José López

Personal information
- Full name: José López Ramírez
- Nationality: Spanish
- Born: 17 December 1975 (age 50) Málaga, Spain

Medal record
Men's 5-a-side football
Representing Spain
Paralympic Games
| Bronze medal – third place | 2004 Athens | Team |
| Bronze medal – third place | 2012 London | Team |

= José López Ramírez =

Spanish 5-a-side footballer

José López Ramírez (born 17 December 1975 in Málaga) is a 5-a-side football player from Spain.

== Personal ==
López was born 17 December 1975 in Málaga. He has a disability: he is blind and is a B1 type sportsperson. From the Catalan region of Spain, he was a recipient of a 2012 Plan ADO scholarship.

== 5-a-side football ==
López is affiliated with the DA Tarragona sport federation.

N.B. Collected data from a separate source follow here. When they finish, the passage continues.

//! Runtime values for sandboxed scripts
//!
//! The value model scripts compute with and the native promise every
//! script-visible asynchronous value is built on.

pub mod promise;
pub mod value;

pub use promise::{AsyncValue, NativePromise, PromiseId, PromiseState, Reaction, Resolvers, Thenable};
pub use value::{Completion, Object, ObjectKind, Value};
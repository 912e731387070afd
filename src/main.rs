//! sandbox-settle CLI
//!
//! Runs the built-in scenarios and prints their events and result as JSON.

use anyhow::Context;
use clap::{Parser, Subcommand};
use sandbox_settle::sandbox::{EventLog, Sandbox, SandboxConfig};
use sandbox_settle::{scenarios, VERSION};
use std::path::PathBuf;
use tracing_subscriber::EnvFilter;

#[derive(Parser)]
#[command(name = "sandbox-settle")]
#[command(author, version, about = "Completion tracking for sandboxed scripts", long_about = None)]
struct Cli {
    #[command(subcommand)]
    command: Commands,

    /// Verbose output (-v for info, -vv for debug, -vvv for trace)
    #[arg(short, long, action = clap::ArgAction::Count, global = true)]
    verbose: u8,
}

#[derive(Subcommand)]
enum Commands {
    /// List the built-in scenarios
    List,

    /// Run a built-in scenario
    Run {
        /// Scenario name (see `list`)
        scenario: String,
        /// JSON sandbox configuration file
        #[arg(short, long, value_name = "FILE")]
        config: Option<PathBuf>,
        /// Override the virtual-time limit in milliseconds
        #[arg(long, value_name = "MS")]
        timeout_ms: Option<u64>,
        /// Override the task budget
        #[arg(long, value_name = "N")]
        max_tasks: Option<usize>,
        /// Run without tracking continuations
        #[arg(long)]
        no_intercept: bool,
    },
}

fn main() -> anyhow::Result<()> {
    let cli = Cli::parse();

    // Set up logging based on verbosity
    setup_logging(cli.verbose);

    match cli.command {
        Commands::List => {
            println!("sandbox-settle v{}", VERSION);
            for scenario in scenarios::all() {
                println!("  {:<28} {}", scenario.name, scenario.description);
            }
            Ok(())
        }
        Commands::Run {
            scenario,
            config,
            timeout_ms,
            max_tasks,
            no_intercept,
        } => {
            let mut config = match config {
                Some(path) => SandboxConfig::from_file(&path)
                    .with_context(|| format!("loading config from '{}'", path.display()))?,
                None => SandboxConfig::default(),
            };
            if let Some(timeout_ms) = timeout_ms {
                config.timeout_ms = timeout_ms;
            }
            if let Some(max_tasks) = max_tasks {
                config.max_tasks = max_tasks;
            }
            if no_intercept {
                config.intercept_async = false;
            }
            run_scenario(&scenario, config)
        }
    }
}

fn run_scenario(name: &str, config: SandboxConfig) -> anyhow::Result<()> {
    let scenario = scenarios::find(name)?;
    let mut sandbox = Sandbox::new(config).context("invalid sandbox configuration")?;
    let log = EventLog::new();
    sandbox.on_event(log.listener());

    let result = sandbox.run(scenario.script)?;
    let output = serde_json::json!({
        "scenario": scenario.name,
        "events": log.events(),
        "result": result,
    });
    println!("{}", serde_json::to_string_pretty(&output)?);
    Ok(())
}

fn setup_logging(verbosity: u8) {
    // RUST_LOG wins over -v
    let default = match verbosity {
        0 => "warn",
        1 => "info",
        2 => "debug",
        _ => "trace",
    };
    let filter = EnvFilter::try_from_default_env().unwrap_or_else(|_| EnvFilter::new(default));
    tracing_subscriber::fmt()
        .with_env_filter(filter)
        .with_target(false)
        .with_writer(std::io::stderr)
        .init();
}
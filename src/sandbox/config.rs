//! Sandbox configuration

use crate::error::{Error, Result};
use serde::{Deserialize, Serialize};
use std::path::Path;

/// Configuration for a [`Sandbox`](super::Sandbox).
///
/// Every field has a default, so a JSON config only needs the keys it
/// changes.
#[derive(Debug, Clone, PartialEq, Eq, Serialize, Deserialize)]
#[serde(default, deny_unknown_fields)]
pub struct SandboxConfig {
    /// Virtual milliseconds an execution may spend awaiting asynchronous
    /// work before the watchdog tears it down.
    pub timeout_ms: u64,
    /// Maximum number of loop tasks one execution may run.
    pub max_tasks: usize,
    /// Install the tracking constructor. When off, nothing is tracked and
    /// every execution reports a synchronous result.
    pub intercept_async: bool,
    /// Report rejections nobody handled as `execution.error`.
    pub report_unhandled_rejections: bool,
}

impl Default for SandboxConfig {
    fn default() -> Self {
        Self {
            timeout_ms: 60_000,
            max_tasks: 100_000,
            intercept_async: true,
            report_unhandled_rejections: true,
        }
    }
}

impl SandboxConfig {
    /// Parse and validate a JSON configuration
    pub fn from_json_str(json: &str) -> Result<Self> {
        let config: SandboxConfig = serde_json::from_str(json)?;
        config.validate()?;
        Ok(config)
    }

    /// Load and validate a JSON configuration file
    pub fn from_file(path: impl AsRef<Path>) -> Result<Self> {
        let contents = std::fs::read_to_string(path)?;
        Self::from_json_str(&contents)
    }

    /// Reject limits that would tear every execution down immediately
    pub fn validate(&self) -> Result<()> {
        if self.timeout_ms == 0 {
            return Err(Error::config_error("timeout_ms must be greater than zero"));
        }
        if self.max_tasks == 0 {
            return Err(Error::config_error("max_tasks must be greater than zero"));
        }
        Ok(())
    }
}

#[cfg(test)]
mod tests {
    use super::*;
    use std::io::Write;

    #[test]
    fn test_defaults() {
        let config = SandboxConfig::default();
        assert_eq!(config.timeout_ms, 60_000);
        assert_eq!(config.max_tasks, 100_000);
        assert!(config.intercept_async);
        assert!(config.validate().is_ok());
    }

    #[test]
    fn test_partial_json_keeps_defaults() {
        let config = SandboxConfig::from_json_str(r#"{ "timeout_ms": 500 }"#).unwrap();
        assert_eq!(config.timeout_ms, 500);
        assert_eq!(config.max_tasks, 100_000);
    }

    #[test]
    fn test_unknown_field_rejected() {
        let err = SandboxConfig::from_json_str(r#"{ "timeout": 5 }"#).unwrap_err();
        assert!(matches!(err, Error::JsonError { .. }));
    }

    #[test]
    fn test_zero_limits_rejected() {
        let err = SandboxConfig::from_json_str(r#"{ "max_tasks": 0 }"#).unwrap_err();
        assert!(matches!(err, Error::ConfigError(_)));
    }

    #[test]
    fn test_from_file() {
        let mut file = tempfile::NamedTempFile::new().unwrap();
        write!(file, r#"{{ "intercept_async": false }}"#).unwrap();
        let config = SandboxConfig::from_file(file.path()).unwrap();
        assert!(!config.intercept_async);
    }

    #[test]
    fn test_missing_file_is_io_error() {
        let err = SandboxConfig::from_file("/nonexistent/sandbox.json").unwrap_err();
        assert!(matches!(err, Error::IoError { .. }));
    }
}
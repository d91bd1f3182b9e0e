pub const SAVE_USAGE: &str = "Invalid format. Use: save user email@example.com, John Doe, +123456789, 123 Main St";
pub const GET_USAGE: &str = "Please provide an email. Use: get user email@example.com";
pub const DELETE_USAGE: &str = "Please provide an email. Use: delete user email@example.com";

/// One line typed at the chat prompt.
#[derive(Clone, Debug, PartialEq, Eq)]
pub enum ChatCommand {
    Quit,
    Empty,
    SaveUser { email: String, name: String, phone: Option<String>, address: Option<String> },
    GetUser(String),
    ListUsers,
    DeleteUser(String),
    /// Recognised command with missing parts
    Usage(&'static str),
    Chat(String),
}

impl ChatCommand {
    pub fn parse(line: &str) -> Self {
        let line = line.trim();
        if line.is_empty() {
            return Self::Empty;
        }
        let lower = line.to_ascii_lowercase();
        if matches!(lower.as_str(), "quit" | "exit" | "bye") {
            return Self::Quit;
        }
        if matches!(lower.as_str(), "show users" | "list users" | "get all users") {
            return Self::ListUsers;
        }
        if let Some(rest) = strip_command(line, "save user") {
            return parse_save(rest);
        }
        if let Some(rest) = strip_command(line, "get user") {
            return if rest.is_empty() { Self::Usage(GET_USAGE) } else { Self::GetUser(rest.to_string()) };
        }
        if let Some(rest) = strip_command(line, "delete user") {
            return if rest.is_empty() { Self::Usage(DELETE_USAGE) } else { Self::DeleteUser(rest.to_string()) };
        }
        Self::Chat(line.to_string())
    }
}

/// Case-insensitive prefix match that must end at a word boundary.
fn strip_command<'a>(line: &'a str, prefix: &str) -> Option<&'a str> {
    let head = line.get(..prefix.len())?;
    if !head.eq_ignore_ascii_case(prefix) {
        return None;
    }
    let rest = &line[prefix.len()..];
    if !rest.is_empty() && !rest.starts_with(char::is_whitespace) {
        return None;
    }
    Some(rest.trim())
}

fn parse_save(rest: &str) -> ChatCommand {
    let parts: Vec<&str> = rest.split(',').map(str::trim).collect();
    let optional = |i: usize| parts.get(i).filter(|s| !s.is_empty()).map(|s| s.to_string());
    match (parts.first(), parts.get(1)) {
        (Some(email), Some(name)) if !email.is_empty() && !name.is_empty() => ChatCommand::SaveUser {
            email: email.to_string(),
            name: name.to_string(),
            phone: optional(2),
            address: optional(3),
        },
        _ => ChatCommand::Usage(SAVE_USAGE),
    }
}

López played 5-a-side football at the 2004 Summer Paralympics. His team finished third after they played Greece and, won 2–0. He played 5-a-side football at the 2008 Summer Paralympics. In pool play, his team met China whom they lost to by a score of 1–0. His team finished fourth, losing to Argentina in the bronze medal game on penalty kicks. In August 2011, he was part of the Spanish team that competed in the Spanish organized International Futsal Friendly Tournament held in Madrid. The team played against Argentina, England, Turkey, and Italy. In 2011, he represented Spain in the Turkey hosted European Championships. His team was faced Turkey, Russia and Greece in the group stage.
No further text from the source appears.